### [Required action]
Look at each line of the listing. Copy those that hold the string "environment".

### [Dataset entries]
// SPDX-License-Identifier: LGPL-3.0-only
//
// This file is provided WITHOUT ANY WARRANTY;
// without even the implied warranty of MERCHANTABILITY
// or FITNESS FOR A PARTICULAR PURPOSE.

//! `CompileState`: the pure-reducer replacement for the original's mutable
//! compiler globals (`gConsumedLevel`, `gShouldMultiplyCoeff`,
//! `gShouldMultiplyPool`, `gCurrentPoolingMulFactor`, `gHighestDegCoeff`),
//! per spec.md §9's "Level-budget tracking as a compiler pass" design note
//! and spec.md §4.2's Plan & Option Model. Each operator-builder in
//! `hecnn-compiler::builders` consumes a `CompileState` and returns the
//! updated one; nothing here is mutated through a shared reference.

use hecnn_model::OptLevel;

/// Compile-time optimization switches, threaded alongside `CompileState`.
/// `gap_always_folds` documents spec.md §9's "known anomaly": the original
/// always takes GlobalAveragePooling2D's folding path regardless of
/// `enable_optimize_pooling()`. Default `true` to match observed behavior.
#[derive(Debug, Clone, Copy)]
pub struct CompileOptions {
    pub opt_level: OptLevel,
    pub gap_always_folds: bool,
}

impl CompileOptions {
    pub fn new(opt_level: OptLevel) -> Self {
        Self {
            opt_level,
            gap_always_folds: true,
        }
    }

    pub fn fuse_conv_bn(&self) -> bool {
        self.opt_level.fuse_conv_bn()
    }

    pub fn opt_activation(&self) -> bool {
        self.opt_level.opt_activation()
    }

    pub fn opt_pooling(&self) -> bool {
        self.opt_level.opt_pooling()
    }
}

/// The running shape and folding state threaded through the builder
/// functions, per spec.md §4.2/§4.4.
#[derive(Debug, Clone, Copy, Default)]
pub struct CompileState {
    pub consumed_level: u32,
    pub should_multiply_coeff: bool,
    pub should_multiply_pool: bool,
    pub current_pooling_mul_factor: f64,
    pub highest_deg_coeff: f64,
    pub next_layer_in_height: usize,
    pub next_layer_in_width: usize,
    pub next_layer_in_channels: usize,
    pub next_layer_in_units: usize,
}

/// The `folding_value` a trainable layer should multiply its weights by,
/// and the cleared state after consuming it — per spec.md §4.4 step 3's
/// "compute a `folding_value`... clear the flags that contributed".
pub struct Folding {
    pub value: f64,
}

impl CompileState {
    /// Resolves and clears the folding flags this state currently carries,
    /// matching the `if/else if` cascade repeated in `buildConv2D`,
    /// `buildDense`, `buildConv2DFusedBN`, `buildDenseFusedBN` in the
    /// original: both coefficient and pool factor combine multiplicatively
    /// when both are pending; either alone contributes its own factor;
    /// neither pending yields a folding value of `1.0`.
    pub fn take_folding(&mut self, options: &CompileOptions) -> Folding {
        let coeff_pending = options.opt_activation() && self.should_multiply_coeff;
        let pool_pending = options.opt_pooling() && self.should_multiply_pool;

        let value = match (coeff_pending, pool_pending) {
            (true, true) => self.highest_deg_coeff * self.current_pooling_mul_factor,
            (true, false) => self.highest_deg_coeff,
            (false, true) => self.current_pooling_mul_factor,
            (false, false) => 1.0,
        };
        if coeff_pending {
            self.should_multiply_coeff = false;
        }
        if pool_pending {
            self.should_multiply_pool = false;
        }
        Folding { value }
    }
}

#[cfg(test)]
mod tests {
    use super::*;

    #[test]
    fn folding_combines_both_pending_factors() {
        let options = CompileOptions::new(OptLevel::All);
        let mut state = CompileState {
            should_multiply_coeff: true,
            should_multiply_pool: true,
            highest_deg_coeff: 2.0,
            current_pooling_mul_factor: 0.25,
            ..Default::default()
        };
        let folding = state.take_folding(&options);
        assert_eq!(folding.value, 0.5);
        assert!(!state.should_multiply_coeff);
        assert!(!state.should_multiply_pool);
    }

    #[test]
    fn folding_is_identity_when_nothing_pending() {
        let options = CompileOptions::new(OptLevel::None);
        let mut state = CompileState::default();
        assert_eq!(state.take_folding(&options).value, 1.0);
    }
}
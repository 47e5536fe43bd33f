// SPDX-License-Identifier: LGPL-3.0-only
//
// This file is provided WITHOUT ANY WARRANTY;
// without even the implied warranty of MERCHANTABILITY
// or FITNESS FOR A PARTICULAR PURPOSE.

//! Server-side wiring: the TCP accept loop, per-connection dispatch, and
//! the Result Lifetime Manager's background sweep, per spec.md §4.9/§4.10.
//! Kept as a library in addition to the `main` binary so the dispatch loop
//! can be exercised in tests against an in-memory duplex pipe rather than a
//! real socket, matching `hecnn-protocol::frame`'s own test style.

mod dispatch;
mod sweep;

pub use dispatch::{handle_connection, ServerContext};
pub use sweep::spawn_result_sweep;

use std::sync::Arc;
use std::time::Duration;

use hecnn_queue::{QueryQueue, ResultQueue};
use hecnn_registry::KeyRegistry;
use tokio::net::TcpListener;
use tracing::info;

/// Accepts connections on `listener` forever, spawning one
/// [`handle_connection`] task per socket. Returns only if `accept` itself
/// errors in a way that isn't worth retrying (the teacher's
/// `CalcManager`/`Session` accept loop has no analogous "give up" path,
/// since the original's accept loop ran for the lifetime of the process
/// inside one OS thread dedicated to it).
pub async fn accept_loop(listener: TcpListener, ctx: ServerContext) -> std::io::Result<()> {
    loop {
        let (socket, peer) = listener.accept().await?;
        info!(%peer, "accepted connection");
        let ctx = ctx.clone();
        tokio::spawn(async move {
            handle_connection(ctx, socket).await;
            info!(%peer, "connection closed");
        });
    }
}

/// Convenience constructor bundling the registry/queues a binary entrypoint
/// needs, with the queue capacities and poll timing named by
/// [`hecnn_config::ServerArgs`].
pub fn build_context(
    max_concurrent_queries: usize,
    max_results: usize,
    max_result_lifetime_sec: i64,
    poll_wait: Duration,
) -> ServerContext {
    ServerContext {
        registry: KeyRegistry::new(),
        query_queue: Arc::new(QueryQueue::new(max_concurrent_queries)),
        result_queue: Arc::new(ResultQueue::new(max_results, max_result_lifetime_sec)),
        poll_wait,
    }
}

#[cfg(test)]
mod tests {
    use super::*;

    #[tokio::test]
    async fn accept_loop_serves_more_than_one_connection() {
        let listener = TcpListener::bind("127.0.0.1:0").await.unwrap();
        let addr = listener.local_addr().unwrap();
        let ctx = build_context(4, 4, 3600, Duration::from_millis(20));

        tokio::spawn(accept_loop(listener, ctx));

        for _ in 0..2 {
            let stream = tokio::net::TcpStream::connect(addr).await.unwrap();
            drop(stream);
        }
    }
}
// SPDX-License-Identifier: LGPL-3.0-only
//
// This file is provided WITHOUT ANY WARRANTY;
// without even the implied warranty of MERCHANTABILITY
// or FITNESS FOR A PARTICULAR PURPOSE.

use hecnn_fhe::Ciphertext;
use ndarray::Array3;

/// Rank-3 ciphertext tensor in `H x W x C` order, the executor's `T3` slot
/// per spec.md §4.5.
pub type Tensor3 = Array3<Ciphertext>;

/// Rank-1 ciphertext vector, the executor's `T1` slot.
pub type Vector1 = Vec<Ciphertext>;
// SPDX-License-Identifier: LGPL-3.0-only
//
// This file is provided WITHOUT ANY WARRANTY;
// without even the implied warranty of MERCHANTABILITY
// or FITNESS FOR A PARTICULAR PURPOSE.

//! Key Registry: thread-safe `key-id -> KeyBundle` mapping, per spec.md
//! §4.6, grounded in
//! `examples/original_source/ppcnn/ppcnn_server/ppcnn_server_keycontainer.cpp`'s
//! `unordered_map<int32_t, EncryptionKeys>`. Registration is idempotent;
//! the registry never deletes entries for the server's lifetime, per
//! spec.md §4.6 and §5's "immutable once registered; safely shared across
//! workers by reference" policy.

use std::collections::HashMap;
use std::sync::{Arc, RwLock};

use hecnn_model::{CoreError, CoreResult, KeyBundle};
use tracing::info;

#[derive(Clone, Default)]
pub struct KeyRegistry {
    inner: Arc<RwLock<HashMap<i64, Arc<KeyBundle>>>>,
}

impl KeyRegistry {
    pub fn new() -> Self {
        Self::default()
    }

    /// Registers `bundle` under its own `key_id`, replacing any prior entry
    /// under that id. Matches the original's `emplace` (a no-op on an
    /// existing key) except that re-registration with fresh keys is allowed
    /// — clients are expected to pick a stable key-id per key-gen, but
    /// nothing on the wire forbids re-registering under the same id.
    pub fn register(&self, bundle: KeyBundle) {
        let key_id = bundle.key_id;
        self.inner.write().expect("key registry lock poisoned").insert(key_id, Arc::new(bundle));
        info!(key_id, "registered key bundle");
    }

    /// Returns a cheap, shared read-only handle to the bundle registered
    /// under `key_id`, or `UnknownKey` otherwise — spec.md §4.6.
    pub fn get(&self, key_id: i64) -> CoreResult<Arc<KeyBundle>> {
        self.inner
            .read()
            .expect("key registry lock poisoned")
            .get(&key_id)
            .cloned()
            .ok_or_else(|| CoreError::UnknownKey(key_id.to_string()))
    }

    pub fn len(&self) -> usize {
        self.inner.read().expect("key registry lock poisoned").len()
    }

    pub fn is_empty(&self) -> bool {
        self.len() == 0
    }
}

#[cfg(test)]
mod tests {
    use super::*;
    use hecnn_model::EncryptionParameters;

    fn bundle(key_id: i64) -> KeyBundle {
        KeyBundle::new(key_id, EncryptionParameters::standard_profile(8192, 2), vec![1, 2, 3], vec![4, 5, 6])
    }

    #[test]
    fn register_then_get_round_trips() {
        let registry = KeyRegistry::new();
        registry.register(bundle(7));
        let fetched = registry.get(7).unwrap();
        assert_eq!(fetched.key_id, 7);
    }

    #[test]
    fn get_on_unknown_key_id_errors() {
        let registry = KeyRegistry::new();
        assert!(matches!(registry.get(99), Err(CoreError::UnknownKey(_))));
    }

    #[test]
    fn registration_is_idempotent_on_key_id() {
        let registry = KeyRegistry::new();
        registry.register(bundle(1));
        registry.register(bundle(1));
        assert_eq!(registry.len(), 1);
    }

    #[test]
    fn registry_is_cheaply_cloneable_and_shares_state() {
        let registry = KeyRegistry::new();
        let clone = registry.clone();
        registry.register(bundle(3));
        assert!(clone.get(3).is_ok());
    }
}
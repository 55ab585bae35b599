//! Configuration for hindsight
//!
//! Hold window, progress cadence and report settings. Loaded from the
//! environment (with `.env` support) or from a TOML file.

use eyre::Result;
use serde::{Deserialize, Serialize};
use std::env;
use std::fs;
use std::path::Path;
use std::str::FromStr;

use crate::graph::HoldWindow;

// ============================================
// REPORT FORMAT
// ============================================

/// How the trade report is rendered
#[derive(Debug, Clone, Copy, Default, PartialEq, Eq, Serialize, Deserialize)]
#[serde(rename_all = "lowercase")]
pub enum ReportFormat {
    /// One human-readable line per trade
    #[default]
    Text,

    /// A single JSON document
    Json,
}

impl std::fmt::Display for ReportFormat {
    fn fmt(&self, f: &mut std::fmt::Formatter<'_>) -> std::fmt::Result {
        match self {
            ReportFormat::Text => write!(f, "TEXT"),
            ReportFormat::Json => write!(f, "JSON"),
        }
    }
}

// ============================================
// MAIN CONFIGURATION
// ============================================

#[derive(Debug, Clone, PartialEq, Serialize, Deserialize)]
#[serde(default)]
pub struct Config {
    // ========== Hold Window ==========
    /// Shortest allowed hold in minutes
    pub min_hold_minutes: usize,

    /// Longest allowed hold in minutes
    pub max_hold_minutes: usize,

    // ========== Progress ==========
    /// Report graph construction progress every N source minutes (0 = off)
    pub progress_interval: usize,

    // ========== Report ==========
    /// Decimal places for profits in the text report
    pub report_precision: usize,

    /// Write the report here instead of the console
    pub report_path: Option<String>,

    pub report_format: ReportFormat,
}

impl Config {
    /// Load configuration from environment variables and .env file
    pub fn from_env() -> Self {
        dotenvy::dotenv().ok();

        let defaults = Self::default();
        Self {
            min_hold_minutes: env_or("MIN_HOLD_MINUTES", defaults.min_hold_minutes),
            max_hold_minutes: env_or("MAX_HOLD_MINUTES", defaults.max_hold_minutes),
            progress_interval: env_or("PROGRESS_INTERVAL", defaults.progress_interval),
            report_precision: env_or("REPORT_PRECISION", defaults.report_precision),
            report_path: env::var("REPORT_PATH").ok().filter(|p| !p.is_empty()),
            report_format: match env::var("REPORT_FORMAT")
                .unwrap_or_default()
                .to_lowercase()
                .as_str()
            {
                "json" => ReportFormat::Json,
                _ => ReportFormat::Text,
            },
        }
    }

    /// Load configuration from a TOML file
    pub fn from_file<P: AsRef<Path>>(path: P) -> Result<Self> {
        let content = fs::read_to_string(path)?;
        let config: Self = toml::from_str(&content)?;
        Ok(config)
    }

    /// Save configuration to a TOML file
    pub fn save_to_file<P: AsRef<Path>>(&self, path: P) -> Result<()> {
        let content = toml::to_string_pretty(self)?;
        fs::write(path, content)?;
        Ok(())
    }

    pub fn hold_window(&self) -> HoldWindow {
        HoldWindow::new(self.min_hold_minutes, self.max_hold_minutes)
    }

    pub fn validate(&self) -> Result<()> {
        if self.min_hold_minutes == 0 {
            return Err(eyre::eyre!(
                "MIN_HOLD_MINUTES must be at least 1 - a trade cannot open and close in the same minute"
            ));
        }
        if self.max_hold_minutes < self.min_hold_minutes {
            return Err(eyre::eyre!(
                "MAX_HOLD_MINUTES ({}) is below MIN_HOLD_MINUTES ({})",
                self.max_hold_minutes,
                self.min_hold_minutes
            ));
        }
        if self.report_precision > 12 {
            return Err(eyre::eyre!(
                "REPORT_PRECISION above 12 digits is noise (currently {})",
                self.report_precision
            ));
        }

        Ok(())
    }

    /// Print configuration summary
    pub fn print_summary(&self) {
        let destination = self.report_path.as_deref().unwrap_or("console");
        let progress = if self.progress_interval == 0 {
            "off".to_string()
        } else {
            format!("every {} min", self.progress_interval)
        };

        println!("╔════════════════════════════════════════════════════════════╗");
        println!("║                 HINDSIGHT - CONFIGURATION                  ║");
        println!("╠════════════════════════════════════════════════════════════╣");
        println!("║ HOLD WINDOW                                                ║");
        println!("║ • Min Hold:        {:>36} min ║", self.min_hold_minutes);
        println!("║ • Max Hold:        {:>36} min ║", self.max_hold_minutes);
        println!("╠════════════════════════════════════════════════════════════╣");
        println!("║ REPORT                                                     ║");
        println!("║ • Format:          {:^40} ║", self.report_format);
        println!("║ • Destination:     {:^40} ║", destination);
        println!("║ • Precision:       {:^40} ║", self.report_precision);
        println!("║ • Progress:        {:^40} ║", progress);
        println!("╚════════════════════════════════════════════════════════════╝");
    }
}

impl Default for Config {
    fn default() -> Self {
        let window = HoldWindow::default();
        Self {
            min_hold_minutes: window.min,
            max_hold_minutes: window.max,
            progress_interval: 100,
            report_precision: 4,
            report_path: None,
            report_format: ReportFormat::Text,
        }
    }
}

/// Parse an environment variable, falling back to `default` when unset or invalid
fn env_or<T: FromStr>(key: &str, default: T) -> T {
    env::var(key)
        .ok()
        .and_then(|value| value.trim().parse().ok())
        .unwrap_or(default)
}

// ============================================
// TESTS
// ============================================

#[cfg(test)]
mod tests {
    use super::*;

    #[test]
    fn test_default_config() {
        let config = Config::default();
        assert_eq!(config.hold_window(), HoldWindow::new(30, 59));
        assert_eq!(config.report_format, ReportFormat::Text);
        assert!(config.report_path.is_none());
        assert!(config.validate().is_ok());
    }

    #[test]
    fn test_validation_rejects_bad_window() {
        let config = Config {
            min_hold_minutes: 0,
            ..Config::default()
        };
        assert!(config.validate().is_err());

        let config = Config {
            min_hold_minutes: 40,
            max_hold_minutes: 39,
            ..Config::default()
        };
        let err = config.validate().unwrap_err();
        assert!(err.to_string().contains("below MIN_HOLD_MINUTES"));

        let config = Config {
            report_precision: 20,
            ..Config::default()
        };
        assert!(config.validate().is_err());
    }

    #[test]
    fn test_file_roundtrip() {
        let dir = tempfile::tempdir().unwrap();
        let path = dir.path().join("hindsight.toml");

        let config = Config {
            max_hold_minutes: 45,
            report_path: Some("trades.txt".to_string()),
            report_format: ReportFormat::Json,
            ..Config::default()
        };
        config.save_to_file(&path).unwrap();

        let loaded = Config::from_file(&path).unwrap();
        assert_eq!(loaded, config);
    }

    #[test]
    fn test_partial_file_uses_defaults() {
        let dir = tempfile::tempdir().unwrap();
        let path = dir.path().join("partial.toml");
        fs::write(&path, "report_format = \"json\"\n").unwrap();

        let loaded = Config::from_file(&path).unwrap();
        assert_eq!(loaded.report_format, ReportFormat::Json);
        assert_eq!(loaded.min_hold_minutes, 30);
        assert_eq!(loaded.progress_interval, 100);
    }

    #[test]
    fn test_env_or_falls_back() {
        env::set_var("HINDSIGHT_TEST_GOOD_VALUE", " 17 ");
        env::set_var("HINDSIGHT_TEST_BAD_VALUE", "seventeen");

        assert_eq!(env_or("HINDSIGHT_TEST_GOOD_VALUE", 3usize), 17);
        assert_eq!(env_or("HINDSIGHT_TEST_BAD_VALUE", 3usize), 3);
        assert_eq!(env_or("HINDSIGHT_TEST_UNSET_VALUE", 3usize), 3);
    }
}
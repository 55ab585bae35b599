//! Graph Construction
//!
//! Step 1: The Map Maker
//!
//! Every admissible trade becomes a weighted edge from a time node to a
//! sell node. Zero-weight wait edges chain consecutive minutes together and
//! release edges let the position reopen the minute after a sale. Since
//! every edge moves forward in time, the result is a DAG by construction.

use petgraph::graph::{DiGraph, NodeIndex};
use petgraph::visit::EdgeRef;
use tracing::{debug, info, trace};

use super::{EdgeData, EdgeKind, HoldWindow, Node};
use crate::series::PriceSeries;

/// Receives build progress at a caller-chosen cadence
pub trait BuildProgress {
    /// `processed` of `total` source minutes have been expanded
    fn on_progress(&mut self, processed: usize, total: usize);
}

impl<F> BuildProgress for F
where
    F: FnMut(usize, usize),
{
    fn on_progress(&mut self, processed: usize, total: usize) {
        self(processed, total)
    }
}

/// Node and edge counts for a built graph
#[derive(Debug, Clone, Copy, Default, PartialEq, Eq)]
pub struct GraphStats {
    pub nodes: usize,
    pub edges: usize,
    pub sell_nodes: usize,
    pub trade_edges: usize,
    pub wait_edges: usize,
    pub release_edges: usize,
}

/// The trade graph for one price series
#[derive(Debug, Clone, Default)]
pub struct TradeGraph {
    pub graph: DiGraph<Node, EdgeData>,
    time_nodes: Vec<NodeIndex>,
    sell_nodes: Vec<Option<NodeIndex>>,
}

impl TradeGraph {
    pub fn new() -> Self {
        Self::default()
    }

    /// Lay down one time node per minute, chained by wait edges
    fn with_wait_chain(len: usize) -> Self {
        let mut graph = Self {
            graph: DiGraph::with_capacity(len, len * 2),
            time_nodes: Vec::with_capacity(len),
            sell_nodes: vec![None; len],
        };

        for index in 0..len {
            let node = graph.graph.add_node(Node::Time(index));
            graph.time_nodes.push(node);
        }

        for index in 1..len {
            graph.graph.add_edge(
                graph.time_nodes[index - 1],
                graph.time_nodes[index],
                EdgeData::wait(),
            );
        }

        graph
    }

    fn get_or_create_sell(&mut self, index: usize) -> NodeIndex {
        if let Some(node) = self.sell_nodes[index] {
            return node;
        }

        let node = self.graph.add_node(Node::Sell(index));
        self.sell_nodes[index] = Some(node);
        node
    }

    /// Add a profitable trade plus the release edge out of its sell node
    fn add_trade(&mut self, buy_index: usize, sell_index: usize, buy_value: f64, sell_value: f64) {
        let from = self.time_nodes[buy_index];
        let to = self.get_or_create_sell(sell_index);
        self.graph
            .add_edge(from, to, EdgeData::trade(buy_value, sell_value));

        if let Some(&next) = self.time_nodes.get(sell_index + 1) {
            // update_edge keeps a single release edge per sell node
            self.graph.update_edge(to, next, EdgeData::release());
        }
    }

    pub fn node_count(&self) -> usize {
        self.graph.node_count()
    }

    pub fn edge_count(&self) -> usize {
        self.graph.edge_count()
    }

    pub fn is_empty(&self) -> bool {
        self.graph.node_count() == 0
    }

    /// Number of minutes covered by the graph
    pub fn series_len(&self) -> usize {
        self.time_nodes.len()
    }

    pub fn node_index(&self, node: Node) -> Option<NodeIndex> {
        match node {
            Node::Time(index) => self.time_nodes.get(index).copied(),
            Node::Sell(index) => self.sell_nodes.get(index).copied().flatten(),
        }
    }

    pub fn node(&self, index: NodeIndex) -> Option<Node> {
        self.graph.node_weight(index).copied()
    }

    /// Edge payload between two nodes, if such an edge exists
    pub fn edge_between(&self, from: Node, to: Node) -> Option<&EdgeData> {
        let from = self.node_index(from)?;
        let to = self.node_index(to)?;
        let edge = self.graph.find_edge(from, to)?;
        self.graph.edge_weight(edge)
    }

    /// Outgoing edges of a node as `(target, payload)` pairs
    pub fn successors(&self, node: Node) -> impl Iterator<Item = (Node, &EdgeData)> + '_ {
        self.node_index(node).into_iter().flat_map(move |idx| {
            self.graph
                .edges(idx)
                .map(move |edge| (self.graph[edge.target()], edge.weight()))
        })
    }

    /// Nodes in increasing minute order, `Time(t)` before `Sell(t)`.
    ///
    /// Every edge points to a later minute, so this order is topological.
    pub fn time_order(&self) -> impl Iterator<Item = Node> + '_ {
        (0..self.series_len()).flat_map(move |index| {
            let sell = self.sell_nodes[index].map(|_| Node::Sell(index));
            std::iter::once(Node::Time(index)).chain(sell)
        })
    }

    /// All trade edges as `(buy node, sell node, payload)`
    pub fn trade_edges(&self) -> impl Iterator<Item = (Node, Node, &EdgeData)> + '_ {
        self.graph
            .edge_references()
            .filter(|edge| edge.weight().is_trade())
            .map(move |edge| {
                (
                    self.graph[edge.source()],
                    self.graph[edge.target()],
                    edge.weight(),
                )
            })
    }

    pub fn stats(&self) -> GraphStats {
        let mut stats = GraphStats {
            nodes: self.node_count(),
            edges: self.edge_count(),
            sell_nodes: self.sell_nodes.iter().filter(|n| n.is_some()).count(),
            ..GraphStats::default()
        };

        for edge in self.graph.edge_references() {
            match edge.weight().kind {
                EdgeKind::Trade { .. } => stats.trade_edges += 1,
                EdgeKind::Wait => stats.wait_edges += 1,
                EdgeKind::Release => stats.release_edges += 1,
            }
        }

        stats
    }
}

/// Builds a [`TradeGraph`] from a price series
pub struct GraphBuilder<'p> {
    window: HoldWindow,
    progress_interval: usize,
    progress: Option<&'p mut dyn BuildProgress>,
}

impl<'p> GraphBuilder<'p> {
    pub fn new(window: HoldWindow) -> Self {
        Self {
            window,
            progress_interval: 0,
            progress: None,
        }
    }

    /// Report progress every `interval` source minutes (0 disables)
    pub fn with_progress(mut self, interval: usize, observer: &'p mut dyn BuildProgress) -> Self {
        self.progress_interval = interval;
        self.progress = Some(observer);
        self
    }

    pub fn window(&self) -> HoldWindow {
        self.window
    }

    pub fn build(&mut self, series: &PriceSeries) -> TradeGraph {
        let len = series.len();

        if len < self.window.min_series_len() {
            debug!(
                "Series of {} samples is shorter than {} - no trade can complete",
                len,
                self.window.min_series_len()
            );
            return TradeGraph::new();
        }

        let prices: Vec<f64> = series.samples().iter().map(|s| s.price).collect();
        let mut graph = TradeGraph::with_wait_chain(len);

        // last minute at which a minimum hold still completes in range
        let sources = len - self.window.min;

        for buy_index in 0..sources {
            self.report(buy_index, sources);

            let buy_value = prices[buy_index];
            for duration in self.window.durations(buy_index, len) {
                let sell_index = buy_index + duration;
                let sell_value = prices[sell_index];

                if sell_value - buy_value > 0.0 {
                    trace!(
                        "trade edge {} -> {} ({:+})",
                        buy_index,
                        sell_index,
                        sell_value - buy_value
                    );
                    graph.add_trade(buy_index, sell_index, buy_value, sell_value);
                }
            }
        }
        self.report(sources, sources);

        let stats = graph.stats();
        info!(
            "Graph built: {} Nodes, {} Edges ({} trades, {} sell points)",
            stats.nodes, stats.edges, stats.trade_edges, stats.sell_nodes
        );

        graph
    }

    fn report(&mut self, processed: usize, total: usize) {
        if self.progress_interval == 0 {
            return;
        }
        if processed % self.progress_interval != 0 && processed != total {
            return;
        }
        if let Some(observer) = self.progress.as_mut() {
            observer.on_progress(processed, total);
        }
    }
}

impl Default for GraphBuilder<'_> {
    fn default() -> Self {
        Self::new(HoldWindow::default())
    }
}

### [Your solution]
//! environment (with `.env` support) or from a TOML file.
    /// Load configuration from environment variables and .env file
/// Parse an environment variable, falling back to `default` when unset or invalid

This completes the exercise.